# Anti slip working pad for sanding



## burnley1 (Apr 7, 2015)

Hello!

I have a question: What surface do you use to sand the wood on?
You need friction, so some idea would be really good rubber or sth?
What do you woodworkers use to fix the material which you want to sand (so the material wont move and escape) and so on?

Thanks so much!


----------



## Steve Neul (Sep 2, 2011)

The trouble with rubber is once it gets covered with dust will slip as bad as any surface. I have a bench covered with a piece of carpet for sanding. It works about as well as anything and tends to protect the surfaces already sanded.


----------



## FrankC (Aug 24, 2012)

You can buy non-slip material for under carpets or inside cabinets, it is porous so work's great on down draft tables.


----------



## epicfail48 (Mar 27, 2014)

Non slip drawer liner. Cheap, comes in giant rolls, grips well enough and if it gets dirty you can wash it and keep using it


----------



## tvman44 (Dec 8, 2011)

I use the rubber drawer liner for tool chest that I get at Harbor Freight. Works as well as anything else I have tried and being porous it works great on my portable down draft sanding table. :thumbsup:


----------



## burnley1 (Apr 7, 2015)

Thank you so much! I already test that rubber drawer liner but it crumbled over one week. I bought some really cheap thing.
I will check for something with better quality!

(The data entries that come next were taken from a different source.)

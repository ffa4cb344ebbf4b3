//! Geographic grouping of cards.
//!
//! The grouping is a deterministic greedy pass, not an optimal partition:
//! the first unassigned point seeds a cluster, its nearest neighbours within
//! the radius fill it up to the size cap, and whatever stays below the
//! minimum size is reported as an outlier instead of being merged elsewhere.

use std::collections::VecDeque;

use crate::error::{AppError, Result};
use crate::models::{ClusterMember, Coordinates};

pub const EARTH_RADIUS_MILES: f64 = 3958.8;

pub const DEFAULT_MAX_DISTANCE_MILES: f64 = 2.0;
pub const DEFAULT_MIN_SIZE: usize = 5;
pub const DEFAULT_MAX_SIZE: usize = 12;

/// Great-circle distance in miles (haversine).
pub fn distance_miles(a: Coordinates, b: Coordinates) -> f64 {
    let dlat = (b.lat - a.lat).to_radians();
    let dlng = (b.lng - a.lng).to_radians();
    let h = (dlat / 2.0).sin().powi(2)
        + a.lat.to_radians().cos() * b.lat.to_radians().cos() * (dlng / 2.0).sin().powi(2);
    let c = 2.0 * h.sqrt().atan2((1.0 - h).sqrt());
    EARTH_RADIUS_MILES * c
}

/// Anything with a known position can be clustered.
pub trait Located {
    fn location(&self) -> Coordinates;
}

impl Located for ClusterMember {
    fn location(&self) -> Coordinates {
        Coordinates {
            lat: self.latitude,
            lng: self.longitude,
        }
    }
}

#[derive(Debug, Clone, Copy, PartialEq)]
pub struct ClusterParams {
    pub max_distance: f64,
    pub min_size: usize,
    pub max_size: usize,
}

impl Default for ClusterParams {
    fn default() -> Self {
        Self {
            max_distance: DEFAULT_MAX_DISTANCE_MILES,
            min_size: DEFAULT_MIN_SIZE,
            max_size: DEFAULT_MAX_SIZE,
        }
    }
}

impl ClusterParams {
    /// Builds parameters from optional request values, falling back to the
    /// defaults for anything omitted.
    pub fn new(max_distance: Option<f64>, min_size: Option<usize>, max_size: Option<usize>) -> Result<Self> {
        let defaults = Self::default();
        let params = Self {
            max_distance: max_distance.unwrap_or(defaults.max_distance),
            min_size: min_size.unwrap_or(defaults.min_size),
            max_size: max_size.unwrap_or(defaults.max_size),
        };

        if !params.max_distance.is_finite() || params.max_distance < 0.0 {
            return Err(AppError::Validation(
                "max_distance must be a non-negative number of miles".to_string(),
            ));
        }
        if params.max_size == 0 {
            return Err(AppError::Validation("max_size must be at least 1".to_string()));
        }
        if params.min_size == 0 || params.min_size > params.max_size {
            return Err(AppError::Validation(
                "min_size must be between 1 and max_size".to_string(),
            ));
        }

        Ok(params)
    }
}

#[derive(Debug, Clone, PartialEq)]
pub struct Cluster<T> {
    /// Position of the seed point, not a centroid.
    pub center: Coordinates,
    pub members: Vec<T>,
    pub is_outlier: bool,
}

impl<T> Cluster<T> {
    pub fn count(&self) -> usize {
        self.members.len()
    }
}

/// Partitions `points` into clusters. Every input point ends up in exactly
/// one cluster; output order follows seed order.
pub fn create_clusters<T: Located>(points: Vec<T>, params: &ClusterParams) -> Vec<Cluster<T>> {
    let mut unassigned: VecDeque<T> = points.into();
    let mut clusters = Vec::new();

    while let Some(seed) = unassigned.pop_front() {
        let center = seed.location();

        let mut nearby: Vec<(f64, usize)> = unassigned
            .iter()
            .enumerate()
            .map(|(i, p)| (distance_miles(center, p.location()), i))
            .filter(|(d, _)| *d <= params.max_distance)
            .collect();
        // Stable: equal distances keep unassigned order.
        nearby.sort_by(|a, b| a.0.total_cmp(&b.0));
        nearby.truncate(params.max_size.saturating_sub(1));

        let mut slots: Vec<Option<T>> = unassigned.drain(..).map(Some).collect();
        let mut members = Vec::with_capacity(nearby.len() + 1);
        members.push(seed);
        members.extend(nearby.iter().filter_map(|&(_, i)| slots[i].take()));
        unassigned = slots.into_iter().flatten().collect();

        let is_outlier = members.len() < params.min_size;
        clusters.push(Cluster {
            center,
            members,
            is_outlier,
        });
    }

    clusters
}

#[cfg(test)]
mod tests {
    use super::*;

    #[derive(Debug, Clone, PartialEq)]
    struct Point(u32, f64, f64);

    impl Located for Point {
        fn location(&self) -> Coordinates {
            Coordinates {
                lat: self.1,
                lng: self.2,
            }
        }
    }

    fn params(max_distance: f64, min_size: usize, max_size: usize) -> ClusterParams {
        ClusterParams::new(Some(max_distance), Some(min_size), Some(max_size)).unwrap()
    }

    fn ids<T>(cluster: &Cluster<T>, id: impl Fn(&T) -> u32) -> Vec<u32> {
        cluster.members.iter().map(id).collect()
    }

    #[test]
    fn distance_to_self_is_zero() {
        let origin = Coordinates { lat: 0.0, lng: 0.0 };
        assert_eq!(distance_miles(origin, origin), 0.0);
    }

    #[test]
    fn one_mile_north_is_one_mile() {
        let a = Coordinates {
            lat: 40.0,
            lng: -74.0,
        };
        let b = Coordinates {
            lat: 40.0 + (1.0 / EARTH_RADIUS_MILES).to_degrees(),
            lng: -74.0,
        };
        assert!((distance_miles(a, b) - 1.0).abs() < 0.01);
    }

    #[test]
    fn two_distant_pairs_form_two_clusters() {
        let points = vec![
            Point(1, 0.001, 0.001),
            Point(2, 0.002, 0.002),
            Point(3, 10.0, 10.0),
            Point(4, 10.001, 10.001),
        ];

        let clusters = create_clusters(points, &params(5.0, 2, 12));

        assert_eq!(clusters.len(), 2);
        assert_eq!(ids(&clusters[0], |p| p.0), vec![1, 2]);
        assert_eq!(ids(&clusters[1], |p| p.0), vec![3, 4]);
        assert!(clusters.iter().all(|c| !c.is_outlier && c.count() == 2));
        assert_eq!(clusters[1].center, Coordinates { lat: 10.0, lng: 10.0 });
    }

    #[test]
    fn isolated_point_becomes_singleton_outlier() {
        let points = vec![
            Point(1, 0.0, 0.0),
            Point(2, 0.0, 0.001),
            Point(3, 45.0, 45.0),
        ];

        let clusters = create_clusters(points, &params(1.0, 2, 5));

        assert_eq!(clusters.len(), 2);
        assert!(!clusters[0].is_outlier);
        assert_eq!(ids(&clusters[1], |p| p.0), vec![3]);
        assert!(clusters[1].is_outlier);
    }

    #[test]
    fn nearest_neighbours_win_when_cluster_is_full() {
        let points = vec![
            Point(1, 0.0, 0.0),
            Point(2, 0.0, 0.003),
            Point(3, 0.0, 0.001),
            Point(4, 0.0, 0.002),
        ];

        let clusters = create_clusters(points, &params(5.0, 1, 3));

        assert_eq!(ids(&clusters[0], |p| p.0), vec![1, 3, 4]);
        assert_eq!(ids(&clusters[1], |p| p.0), vec![2]);
    }

    #[test]
    fn equal_distances_keep_input_order() {
        let points = vec![
            Point(1, 0.0, 0.0),
            Point(2, 0.0, 0.001),
            Point(3, 0.0, -0.001),
            Point(4, 0.001, 0.0),
        ];

        let clusters = create_clusters(points, &params(5.0, 1, 3));

        assert_eq!(ids(&clusters[0], |p| p.0), vec![1, 2, 3]);
    }

    #[test]
    fn clusters_respect_bounds_and_partition_the_input() {
        // Deterministic scatter over a small area.
        let mut seed: u64 = 0x2545_F491_4F6C_DD1D;
        let mut next = || {
            seed ^= seed << 13;
            seed ^= seed >> 7;
            seed ^= seed << 17;
            (seed % 10_000) as f64 / 10_000.0
        };
        let points: Vec<Point> = (0..200)
            .map(|i| Point(i, 34.0 + next() * 0.5, -118.0 + next() * 0.5))
            .collect();

        let p = params(3.0, 4, 7);
        let clusters = create_clusters(points, &p);

        let mut seen: Vec<u32> = clusters.iter().flat_map(|c| ids(c, |p| p.0)).collect();
        seen.sort_unstable();
        assert_eq!(seen, (0..200).collect::<Vec<_>>());

        for cluster in &clusters {
            assert!(cluster.count() >= 1 && cluster.count() <= p.max_size);
            assert_eq!(cluster.is_outlier, cluster.count() < p.min_size);
            for member in &cluster.members {
                assert!(distance_miles(cluster.center, member.location()) <= p.max_distance);
            }
        }
    }

    #[test]
    fn empty_input_yields_no_clusters() {
        assert!(create_clusters(Vec::<Point>::new(), &ClusterParams::default()).is_empty());
    }

    #[test]
    fn invalid_params_are_rejected() {
        assert!(ClusterParams::new(Some(-1.0), None, None).is_err());
        assert!(ClusterParams::new(Some(f64::NAN), None, None).is_err());
        assert!(ClusterParams::new(None, None, Some(0)).is_err());
        assert!(ClusterParams::new(None, Some(6), Some(5)).is_err());
        assert_eq!(ClusterParams::new(None, None, None).unwrap(), ClusterParams::default());
    }
}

Have a great day and happy woodworking!
Thanks


----------



## tvman44 (Dec 8, 2011)

I have been using the one I got at Harbor Freight for a few months now and still looks as good as the first day. :thumbsup:


----------



## guglipm63 (Feb 27, 2013)

I've been using an old rug for years. Works fine and it's cheap, the wife wanted a new one so she was gonna throw it out anyhow


----------



## BWSmith (Aug 24, 2010)

As posted above......downdraft tables and the rubber.

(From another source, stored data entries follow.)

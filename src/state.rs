use sqlx::{pool::PoolConnection, Sqlite, SqlitePool, Transaction};
use std::sync::Arc;

use crate::config::ReorganizeConfig;
use crate::error::Result;
use crate::repo::{
    BoardRepository, CardRepository, ListRepository, SessionRepository, UserRepository,
};
use crate::services::journal::BoardJournal;

#[derive(Clone)]
pub struct AppState {
    pub users: UserRepository,
    pub sessions: SessionRepository,
    pub boards: BoardRepository,
    pub lists: ListRepository,
    pub cards: CardRepository,
    pub journal: BoardJournal,
    pub reorganize: Arc<ReorganizeConfig>,
    pub pool: Arc<SqlitePool>,
}

impl AppState {
    pub fn new(pool: SqlitePool, reorganize: ReorganizeConfig) -> Self {
        let pool = Arc::new(pool);
        Self {
            users: UserRepository::new(pool.clone()),
            sessions: SessionRepository::new(pool.clone()),
            boards: BoardRepository::new(pool.clone()),
            lists: ListRepository::new(),
            cards: CardRepository::new(),
            journal: BoardJournal::new(),
            reorganize: Arc::new(reorganize),
            pool,
        }
    }

    pub async fn begin(&self) -> Result<Transaction<'static, Sqlite>> {
        Ok(self.pool.begin().await?)
    }

    pub async fn conn(&self) -> Result<PoolConnection<Sqlite>> {
        Ok(self.pool.acquire().await?)
    }
}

Carpet for big cabmet pcs.

Will add;We sand/grind/tool some pretty durn expensive exotics whilst finishing traditional bow(archery,longbows/recurves)handles.When it gets to the final stages,clean leather gets used as the anti-slip.....can't afford to mess this up part of the hand finished "system".

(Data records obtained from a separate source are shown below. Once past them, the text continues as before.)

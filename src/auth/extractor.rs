use axum::{
    extract::{FromRef, FromRequestParts},
    http::request::Parts,
};
use axum_extra::extract::CookieJar;

use crate::auth::hash_token;
use crate::error::AppError;
use crate::models::User;
use crate::state::AppState;

pub const SESSION_COOKIE: &str = "session";

pub struct AuthUser {
    pub user: User,
    pub session_token: String,
}

impl<S> FromRequestParts<S> for AuthUser
where
    AppState: FromRef<S>,
    S: Send + Sync,
{
    type Rejection = AppError;

    async fn from_request_parts(parts: &mut Parts, state: &S) -> Result<Self, Self::Rejection> {
        let state = AppState::from_ref(state);
        let cookies = CookieJar::from_headers(&parts.headers);

        let token = cookies
            .get(SESSION_COOKIE)
            .map(|c| c.value().to_string())
            .ok_or(AppError::Unauthorized)?;

        let session = state
            .sessions
            .find_active(&hash_token(&token))
            .await?
            .ok_or(AppError::Unauthorized)?;

        let user = state
            .users
            .find_by_id(session.user_id)
            .await?
            .ok_or(AppError::Unauthorized)?;

        Ok(AuthUser {
            user,
            session_token: token,
        })
    }
}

Goodwill supplies 5$ leather jackets that are so "out of style",you're doing society a favor by cuttin them up,haha.HF sells these chickenchit leather "welding" aprons that supply us a little thicker variety.Feeling brave?Steal your wife's Prada purse and cut it up.....but you're on your own with that,haha.Theres always evilbay leather.....I'd rather use the wifes purse though.


----------



## PhilBa (Jun 30, 2014)

This stuff:








is the same as the router pads that Rockler, Woodcrafters and others sell. It's about $6 for 12 sq ft from the BORG. I've been using it for years - works great. You need to pin it down because it moves.

I also use it under work pieces to prevent the bench from marring the wood.


----------



## Dan3103 (Mar 24, 2015)

I use a router pad when sanding. It works quite well and the pad material has been very durable. 

Something like this:

http://www.amazon.com/Big-Horn-19116-24-Inch-Non-Slip/dp/B003NE5AY6

Philba beat me to it.. I need to learn to surf faster


----------



## thedukeo7 (Jul 3, 2017)

NEOPRENE RUBBER MATS. The 1/8" thick stuff seems to be perfect for me. You might be able to go 1/16" too. You can wipe it down with a clean damp rag or use a vacuum brush attachment to clean. I don't even need to pin it down with stops or clamps. I slap it on the workbench and start working/sanding. Cuts easily with sharp scissors or box cutter too. This neoprene rubber is honestly one of those small game changers in my shop. Before getting these, I would use, like a lot of others have mentioned, regular cabinet drawer foam lining material. Foam liner is certainly better than nothing, but still moves around on you a little (or a lot).

Here's a link to the particular one I have in my shop.

https://www.amazon.com/Shop-Fox-W13...499063234&sr=8-2&keywords=neoprene+rubber+mat

You can also shop a local/online rubber supplier if you know what you're looking for. 'NEOPRENE RUBBER 1/8" thick' Small order volume in some cases could be an issue. Hope this helps!

Dan


----------